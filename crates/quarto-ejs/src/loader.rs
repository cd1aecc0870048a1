/*
 * loader.rs
 * Copyright (c) 2025 Posit, PBC
 */

//! Template loading and path resolution.
//!
//! This module provides the [`TemplateLoader`] trait used to read included
//! templates, with filesystem and in-memory implementations, and the path
//! rules shared by includes and asset references.

use std::collections::HashMap;
use std::io;
use std::path::{Component, Path, PathBuf};
use std::sync::LazyLock;

use regex::Regex;

/// Extension appended to include references that have none.
pub const DEFAULT_EXTENSION: &str = "ejs";

static ONLINE_REFERENCE: LazyLock<Regex> =
    LazyLock::new(|| Regex::new(r"(?i)^(svn|ftp|https?):").expect("valid regex"));

/// Trait for loading templates referenced by include directives.
pub trait TemplateLoader: Send + Sync {
    /// Resolve an include reference against the including template's path.
    fn resolve_include_path(&self, reference: &str, current: &Path) -> PathBuf {
        resolve_include_path(reference, current)
    }

    /// Read a template's source text, without a leading byte-order mark.
    fn read_template_source(&self, path: &Path) -> io::Result<String>;
}

/// Loader that reads templates from the filesystem.
#[derive(Debug, Clone, Default)]
pub struct FileSystemLoader;

impl TemplateLoader for FileSystemLoader {
    fn read_template_source(&self, path: &Path) -> io::Result<String> {
        let text = std::fs::read_to_string(path)?;
        Ok(strip_bom(&text).to_string())
    }
}

/// Loader backed by an in-memory map of paths to template text.
///
/// Useful for testing and for templates bundled into the application.
#[derive(Debug, Clone, Default)]
pub struct MemoryLoader {
    templates: HashMap<PathBuf, String>,
}

impl MemoryLoader {
    pub fn new() -> Self {
        Self::default()
    }

    /// Add a template. The path is normalized the same way include
    /// references are.
    pub fn add(&mut self, path: impl AsRef<Path>, text: impl Into<String>) -> &mut Self {
        self.templates
            .insert(normalize_path(path.as_ref()), text.into());
        self
    }

    pub fn with_templates(
        templates: impl IntoIterator<Item = (impl AsRef<Path>, impl Into<String>)>,
    ) -> Self {
        let mut loader = Self::new();
        for (path, text) in templates {
            loader.add(path, text);
        }
        loader
    }
}

impl TemplateLoader for MemoryLoader {
    fn read_template_source(&self, path: &Path) -> io::Result<String> {
        self.templates
            .get(&normalize_path(path))
            .map(|text| strip_bom(text).to_string())
            .ok_or_else(|| {
                io::Error::new(
                    io::ErrorKind::NotFound,
                    format!("no template registered at {}", path.display()),
                )
            })
    }
}

/// Resolve an include reference.
///
/// The reference is taken relative to the directory of `current`, and
/// `.ejs` is appended when the reference has no extension of its own.
///
/// ```
/// use std::path::{Path, PathBuf};
/// use quarto_ejs::loader::resolve_include_path;
///
/// let current = Path::new("/site/pages/index.ejs");
/// assert_eq!(
///     resolve_include_path("../partials/header", current),
///     PathBuf::from("/site/partials/header.ejs")
/// );
/// ```
pub fn resolve_include_path(reference: &str, current: &Path) -> PathBuf {
    let base_dir = current.parent().unwrap_or(Path::new("."));
    let mut resolved = base_dir.join(reference).into_os_string();
    if Path::new(reference).extension().is_none() {
        resolved.push(".");
        resolved.push(DEFAULT_EXTENSION);
    }
    normalize_path(Path::new(&resolved))
}

/// Resolve an asset reference against the template that mentions it.
///
/// Without a template path the reference stays relative to the working
/// directory.
pub fn resolve_resource_path(reference: &str, current: Option<&Path>) -> PathBuf {
    match current.and_then(Path::parent) {
        Some(base_dir) => normalize_path(&base_dir.join(reference)),
        None => normalize_path(Path::new(reference)),
    }
}

/// Whether a reference names a network resource (`svn:`, `ftp:`, `http:`,
/// `https:`), which is never resolved or collected.
pub fn is_online_reference(reference: &str) -> bool {
    ONLINE_REFERENCE.is_match(reference)
}

/// Remove a leading byte-order mark.
pub fn strip_bom(text: &str) -> &str {
    text.strip_prefix('\u{feff}').unwrap_or(text)
}

/// Lexically remove `.` and `..` components. The filesystem is not consulted.
pub fn normalize_path(path: &Path) -> PathBuf {
    let mut normalized = PathBuf::new();
    for component in path.components() {
        match component {
            Component::CurDir => {}
            Component::ParentDir => {
                let popped = matches!(
                    normalized.components().next_back(),
                    Some(Component::Normal(_))
                ) && normalized.pop();
                if !popped && !normalized.has_root() {
                    normalized.push("..");
                }
            }
            other => normalized.push(other.as_os_str()),
        }
    }
    normalized
}
/*
 * render.rs
 * Copyright (c) 2025 Posit, PBC
 *
 * Render command implementation
 */

//! `quarto-ejs render`: render a template with a data context.

use std::path::{Path, PathBuf};

use anyhow::{Context, Result};
use serde_json::Value;
use tracing::info;

use super::{GlobalArgs, Session, template_failure};

#[derive(Debug, Default)]
pub struct RenderArgs {
    pub input: PathBuf,
    /// Inline JSON data context
    pub data: Option<String>,
    /// JSON or YAML file holding the data context
    pub data_file: Option<PathBuf>,
    /// Print the full result (output and extracted blocks) as JSON
    pub blocks: bool,
    pub output: Option<PathBuf>,
}

pub fn execute(global: &GlobalArgs, args: &RenderArgs) -> Result<()> {
    let session = Session::open(global, &args.input)?;
    let data = load_data(args.data.as_deref(), args.data_file.as_deref())?;

    let result = session
        .compiler
        .render_file(&args.input, &data, &session.options)
        .map_err(|err| template_failure(err, &args.input))?;

    let text = if args.blocks {
        serde_json::to_string_pretty(&result)?
    } else {
        result.output
    };

    match &args.output {
        Some(path) => {
            std::fs::write(path, text)
                .with_context(|| format!("Failed to write output file {}", path.display()))?;
            info!("Output: {}", path.display());
        }
        None => print!("{text}"),
    }
    Ok(())
}

fn load_data(inline: Option<&str>, file: Option<&Path>) -> Result<Value> {
    if let Some(json) = inline {
        return serde_json::from_str(json).context("Invalid --data JSON");
    }
    let Some(path) = file else {
        return Ok(Value::Object(Default::default()));
    };

    let text = std::fs::read_to_string(path)
        .with_context(|| format!("Failed to read data file {}", path.display()))?;
    let is_yaml = path
        .extension()
        .is_some_and(|ext| ext == "yml" || ext == "yaml");
    if is_yaml {
        serde_yaml::from_str(&text)
            .with_context(|| format!("Invalid YAML in data file {}", path.display()))
    } else {
        serde_json::from_str(&text)
            .with_context(|| format!("Invalid JSON in data file {}", path.display()))
    }
}

#[cfg(test)]
mod tests {
    use super::*;
    use serde_json::json;

    #[test]
    fn test_inline_data_wins() {
        let data = load_data(Some(r#"{"a": 1}"#), Some(Path::new("/nonexistent.json"))).unwrap();
        assert_eq!(data, json!({"a": 1}));
    }

    #[test]
    fn test_yaml_data_file() {
        let dir = tempfile::tempdir().unwrap();
        let path = dir.path().join("data.yml");
        std::fs::write(&path, "name: Sam\nitems:\n  - a\n  - b\n").unwrap();
        assert_eq!(
            load_data(None, Some(&path)).unwrap(),
            json!({"name": "Sam", "items": ["a", "b"]})
        );
    }

    #[test]
    fn test_no_data_is_empty_object() {
        assert_eq!(load_data(None, None).unwrap(), json!({}));
    }
}
/*
 * integration_tests.rs
 * Copyright (c) 2025 Posit, PBC
 *
 * Integration tests for quarto-ejs using test fixtures.
 */

use pretty_assertions::assert_eq;
use quarto_ejs::{
    CompileOptions, Compiler, ComponentRegistry, DirectoryComponent, EvalError, ExtractedBlock,
    MemoryCache, TemplateError,
};
use serde_json::json;
use std::path::{Path, PathBuf};
use std::sync::Arc;

/// Helper to get the path to test fixtures
fn fixture_path(name: &str) -> PathBuf {
    let manifest_dir = env!("CARGO_MANIFEST_DIR");
    Path::new(manifest_dir).join("test-fixtures").join(name)
}

fn nav_component() -> DirectoryComponent {
    DirectoryComponent::new("nav", fixture_path("components/nav")).with_defaults("{active: 'none'}")
}

fn compiler_with_components() -> Compiler {
    let mut components = ComponentRegistry::new();
    components.register(nav_component());
    Compiler::new().with_components(components)
}

#[test]
fn test_hello() {
    let out = Compiler::new()
        .render_file(
            fixture_path("hello.ejs"),
            &json!({"name": "Sam"}),
            &CompileOptions::default(),
        )
        .unwrap();
    assert_eq!(out.output, "Hi Sam!");
    assert!(out.extracted_blocks.is_empty());

    let artifact = Compiler::new()
        .compile_file(fixture_path("hello.ejs"), &CompileOptions::default())
        .unwrap();
    assert!(artifact.dependencies().is_empty());
    assert!(artifact.assets().is_empty());
}

#[test]
fn test_tag_free_template_renders_itself() {
    let text = "<section>\n  <p>No tags here.</p>\n</section>\n";
    let compiler = Compiler::new();
    let artifact = compiler.compile(text, &CompileOptions::default()).unwrap();
    let out = artifact.render(&json!({}), compiler.evaluator()).unwrap();
    assert_eq!(out.output, text);
    assert!(artifact.script_dependencies().is_empty());
    assert!(artifact.style_dependencies().is_empty());
    assert!(artifact.image_dependencies().is_empty());
}

#[test]
fn test_trim_closer_drops_first_newline_of_next_text() {
    let out = Compiler::new()
        .render(
            "<% var a = 1 -%>foo\nbar\n<%= a %>",
            &json!({}),
            &CompileOptions::default(),
        )
        .unwrap();
    assert_eq!(out.output, "foobar\n1");
}

#[test]
fn test_escaped_and_raw_output() {
    let out = Compiler::new()
        .render(
            "<%= html %>|<%- html %>",
            &json!({"html": "<b>\"x\" & 'y'</b>"}),
            &CompileOptions::default(),
        )
        .unwrap();
    assert_eq!(
        out.output,
        "&lt;b&gt;&#34;x&#34; &amp; &#39;y&#39;&lt;/b&gt;|<b>\"x\" & 'y'</b>"
    );
}

#[test]
fn test_custom_escape_function() {
    fn shout(text: &str) -> String {
        text.to_uppercase()
    }
    let out = Compiler::new()
        .render(
            "<%= word %>",
            &json!({"word": "quiet"}),
            &CompileOptions::default().with_escape(shout),
        )
        .unwrap();
    assert_eq!(out.output, "QUIET");
}

#[test]
fn test_delimiter_does_not_change_program() {
    let percent = "a<%= x %>b<% if (y) { -%>\nc<%# note %><%- z %><% } %>d";
    let question = percent.replace('%', "?");

    let compiler = Compiler::new();
    let options = CompileOptions::default();
    let first = compiler.compile(percent, &options).unwrap();
    let second = compiler
        .compile(&question, &options.clone().with_delimiter('?'))
        .unwrap();
    assert_eq!(first.program(), second.program());
}

#[test]
fn test_loop_and_truncating_close() {
    let out = Compiler::new()
        .render_file(
            fixture_path("list.ejs"),
            &json!({"items": ["a", "<b>"]}),
            &CompileOptions::default(),
        )
        .unwrap();
    assert_eq!(out.output, "<ul>\n  <li>a</li>\n  <li>&lt;b&gt;</li>\n</ul>\n");
}

#[test]
fn test_duplicate_images_are_collected_once() {
    let options = CompileOptions::default().with_source_path("/site/index.ejs");
    let artifact = Compiler::new()
        .compile(
            "<img src=\"a.png\"><img src='a.png'><img data-src=\"b.png\">\
             <div style=\"background: url(c.png)\"></div><img src=\"https://cdn/x.png\">",
            &options,
        )
        .unwrap();
    let names: Vec<&str> = artifact
        .image_dependencies()
        .iter()
        .map(|d| d.resource_name.as_str())
        .collect();
    assert_eq!(names, vec!["a.png", "b.png", "c.png"]);
    assert_eq!(
        artifact.image_dependencies()[0].resource_path,
        PathBuf::from("/site/a.png")
    );
}

#[test]
fn test_nested_include_output_and_dependencies() {
    let artifact = Compiler::new()
        .compile_file(fixture_path("page.ejs"), &CompileOptions::default())
        .unwrap();
    let out = artifact
        .render(
            &json!({"body": "Content", "year": 2025}),
            Compiler::new().evaluator(),
        )
        .unwrap();
    assert_eq!(
        out.output,
        "<header>Home</header><img src=\"logo.png\">\n<main>Content</main>\n<footer>2025</footer>"
    );

    assert_eq!(
        artifact.dependencies(),
        &[
            fixture_path("partials/header.ejs"),
            fixture_path("partials/footer.ejs"),
        ]
    );
    let images = artifact.image_dependencies();
    assert_eq!(images.len(), 1);
    assert_eq!(images[0].resource_name, "logo.png");
    assert_eq!(images[0].resource_path, fixture_path("partials/logo.png"));
}

#[test]
fn test_include_params_are_isolated() {
    // With params, the caller's `title` is hidden from the include
    let err = Compiler::new()
        .render(
            "<% include partials/header {other: 1} %>",
            &json!({"title": "Outer"}),
            &CompileOptions::default().with_source_path(fixture_path("page.ejs")),
        )
        .unwrap_err();
    assert!(matches!(
        err,
        TemplateError::RuntimeEvaluation {
            source: EvalError::UndefinedName { ref name },
            ..
        } if name == "title"
    ));
}

#[test]
fn test_block_extraction() {
    let out = Compiler::new()
        .render_file(
            fixture_path("extract.ejs"),
            &json!({}),
            &CompileOptions::default(),
        )
        .unwrap();
    assert_eq!(out.output, "<p>main</p><p>after</p>");
    assert_eq!(
        out.extracted_blocks,
        vec![ExtractedBlock {
            html: "<style>x</style>".to_string(),
            params: json!({"slot": "head"}),
        }]
    );

    let serialized = serde_json::to_value(&out).unwrap();
    assert_eq!(
        serialized["extractedBlocks"][0]["params"],
        json!({"slot": "head"})
    );
}

#[test]
fn test_malformed_tag_fails_before_output() {
    let err = Compiler::new()
        .compile_file(fixture_path("malformed.ejs"), &CompileOptions::default())
        .unwrap_err();
    match err {
        TemplateError::MalformedTag { tag, line, offset, .. } => {
            assert_eq!(tag, "<%=");
            assert_eq!(line, 2);
            assert_eq!(offset, 3);
        }
        other => panic!("expected MalformedTag, got {other}"),
    }
}

#[test]
fn test_malformed_tag_in_include_names_the_included_file() {
    let err = Compiler::new()
        .compile_file(fixture_path("unclosed-include.ejs"), &CompileOptions::default())
        .unwrap_err();
    match err {
        TemplateError::MalformedTag {
            line,
            offset,
            path,
            source_text,
            ..
        } => {
            assert_eq!(line, 2);
            assert!(path.unwrap().ends_with("partials/unclosed.ejs"));
            assert_eq!(&source_text[offset..], "<%= oops");
        }
        other => panic!("expected MalformedTag, got {other}"),
    }
}

#[test]
fn test_malformed_tag_offset_follows_trimmed_text() {
    let options = CompileOptions::default().with_trim_whitespace(true);
    let err = Compiler::new()
        .compile("   <p>
   <%= x", &options)
        .unwrap_err();
    match err {
        TemplateError::MalformedTag {
            offset, source_text, ..
        } => assert_eq!(&source_text[offset..], "<%= x"),
        other => panic!("expected MalformedTag, got {other}"),
    }
}

#[test]
fn test_cyclic_include() {
    let err = Compiler::new()
        .compile_file(fixture_path("cycle-a.ejs"), &CompileOptions::default())
        .unwrap_err();
    match err {
        TemplateError::CyclicInclude { path, chain } => {
            assert_eq!(path, fixture_path("cycle-a.ejs"));
            assert_eq!(chain.len(), 3);
        }
        other => panic!("expected CyclicInclude, got {other}"),
    }
}

#[test]
fn test_runtime_error_context() {
    let path = fixture_path("runtime-error.ejs");
    let err = Compiler::new()
        .render_file(&path, &json!({}), &CompileOptions::default())
        .unwrap_err();
    assert_eq!(
        err.to_string(),
        format!(
            "{}:3\n    1| a\n    2| b\n >> 3| <%= missing.name %>\n    4| c\n\nmissing is not defined",
            path.display()
        )
    );
}

#[test]
fn test_runtime_error_context_follows_include() {
    let err = Compiler::new()
        .render_file(
            fixture_path("broken-page.ejs"),
            &json!({}),
            &CompileOptions::default(),
        )
        .unwrap_err();
    match err {
        TemplateError::RuntimeEvaluation {
            filename, line, ..
        } => {
            assert_eq!(filename, fixture_path("partials/broken.ejs").display().to_string());
            assert_eq!(line, 2);
        }
        other => panic!("expected RuntimeEvaluation, got {other}"),
    }
}

#[test]
fn test_runtime_error_without_diagnostics() {
    let err = Compiler::new()
        .render(
            "<%= missing %>",
            &json!({}),
            &CompileOptions::default().with_compile_diagnostics(false),
        )
        .unwrap_err();
    assert!(matches!(
        err,
        TemplateError::Evaluation(EvalError::UndefinedName { .. })
    ));
}

#[test]
fn test_component_include() {
    let compiler = compiler_with_components();
    let artifact = compiler
        .compile_file(fixture_path("with-component.ejs"), &CompileOptions::default())
        .unwrap();
    let out = artifact.render(&json!({}), compiler.evaluator()).unwrap();

    let nav_js = fixture_path("components/nav/nav.js");
    let nav_css = fixture_path("components/nav/nav.css");
    assert_eq!(
        out.output,
        format!(
            "\r\n <!--module begin:nav--><nav><% referjs {}%><% refercss {}%>home</nav>\r\n <!--module end:nav-->",
            nav_js.display(),
            nav_css.display()
        )
    );

    let scripts = artifact.script_dependencies();
    assert_eq!(scripts.len(), 1);
    assert_eq!(scripts[0].component.as_deref(), Some("nav"));
    assert_eq!(scripts[0].resource_name, "nav.js");
    assert_eq!(scripts[0].resource_path, nav_js);
    assert_eq!(artifact.style_dependencies()[0].resource_path, nav_css);

    // The missing component is skipped, not an error
    assert_eq!(
        artifact.dependencies(),
        &[nav_js, nav_css, fixture_path("components/nav/index.ejs")]
    );
}

#[test]
fn test_component_defaults_without_params() {
    let out = compiler_with_components()
        .render_file(
            fixture_path("component-defaults.ejs"),
            &json!({}),
            &CompileOptions::default(),
        )
        .unwrap();
    assert!(out.output.contains("none</nav>"));
}

#[test]
fn test_markers_round_trip_through_bundler_pass() {
    let compiler = compiler_with_components();
    let out = compiler
        .render_file(
            fixture_path("with-component.ejs"),
            &json!({}),
            &CompileOptions::default(),
        )
        .unwrap();

    let scanned = quarto_ejs::markers::scan_asset_markers(&out.output);
    let (stripped, markers) =
        quarto_ejs::markers::strip_asset_directives(&out.output, '%').unwrap();
    assert_eq!(scanned, markers);
    assert_eq!(markers.scripts.len(), 1);
    assert_eq!(
        stripped,
        "\r\n <!--module begin:nav--><nav>home</nav>\r\n <!--module end:nav-->"
    );
}

#[test]
fn test_cache_serves_stale_artifact_until_cleared() {
    let dir = tempfile::tempdir().unwrap();
    let path = dir.path().join("page.ejs");
    std::fs::write(&path, "v1 <%= n %>").unwrap();

    let cache = Arc::new(MemoryCache::new());
    let compiler = Compiler::new().with_cache(cache.clone());
    let options = CompileOptions::default().with_cache_artifacts(true);
    let data = json!({"n": 1});

    let first = compiler.render_file(&path, &data, &options).unwrap();
    assert_eq!(first.output, "v1 1");

    std::fs::write(&path, "v2 <%= n %>").unwrap();
    let cached = compiler.render_file(&path, &data, &options).unwrap();
    assert_eq!(cached.output, "v1 1");

    compiler.clear_cache();
    let fresh = compiler.render_file(&path, &data, &options).unwrap();
    assert_eq!(fresh.output, "v2 1");
}

#[test]
fn test_artifact_is_shareable_across_threads() {
    let compiler = Compiler::new();
    let artifact = Arc::new(
        compiler
            .compile("<%= n * 2 %>", &CompileOptions::default())
            .unwrap(),
    );

    let handles: Vec<_> = (0..4)
        .map(|n| {
            let artifact = Arc::clone(&artifact);
            let compiler = compiler.clone();
            std::thread::spawn(move || {
                artifact
                    .render(&json!({ "n": n }), compiler.evaluator())
                    .unwrap()
                    .output
            })
        })
        .collect();
    let outputs: Vec<String> = handles.into_iter().map(|h| h.join().unwrap()).collect();
    assert_eq!(outputs, vec!["0", "2", "4", "6"]);
}

#[test]
fn test_trim_whitespace() {
    let out = Compiler::new()
        .render(
            "  <ul>\r\n    <li><%= x %></li>   \r\n  </ul>\r\n",
            &json!({"x": 1}),
            &CompileOptions::default().with_trim_whitespace(true),
        )
        .unwrap();
    assert_eq!(out.output, "<ul>\n<li>1</li>\n</ul>");
}

#[test]
fn test_literal_delimiter() {
    let out = Compiler::new()
        .render("<%% not a tag %>", &json!({}), &CompileOptions::default())
        .unwrap();
    assert_eq!(out.output, "<% not a tag %>");
}

#[test]
fn test_prebuild_output() {
    let code = Compiler::new()
        .prebuild("<p><%= title %></p>", &CompileOptions::default())
        .unwrap();
    assert!(code.contains("__append(escape(title))"));
    assert!(code.contains("return tempContent.join('');"));
    assert!(!code.contains("__line"));
}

○ ○ ○ ○ ○ ○ ○

Look through the entries above and find each line where the word "Regex" occurs; copy those lines.

use regex::Regex;
static ONLINE_REFERENCE: LazyLock<Regex> =
    LazyLock::new(|| Regex::new(r"(?i)^(svn|ftp|https?):").expect("valid regex"));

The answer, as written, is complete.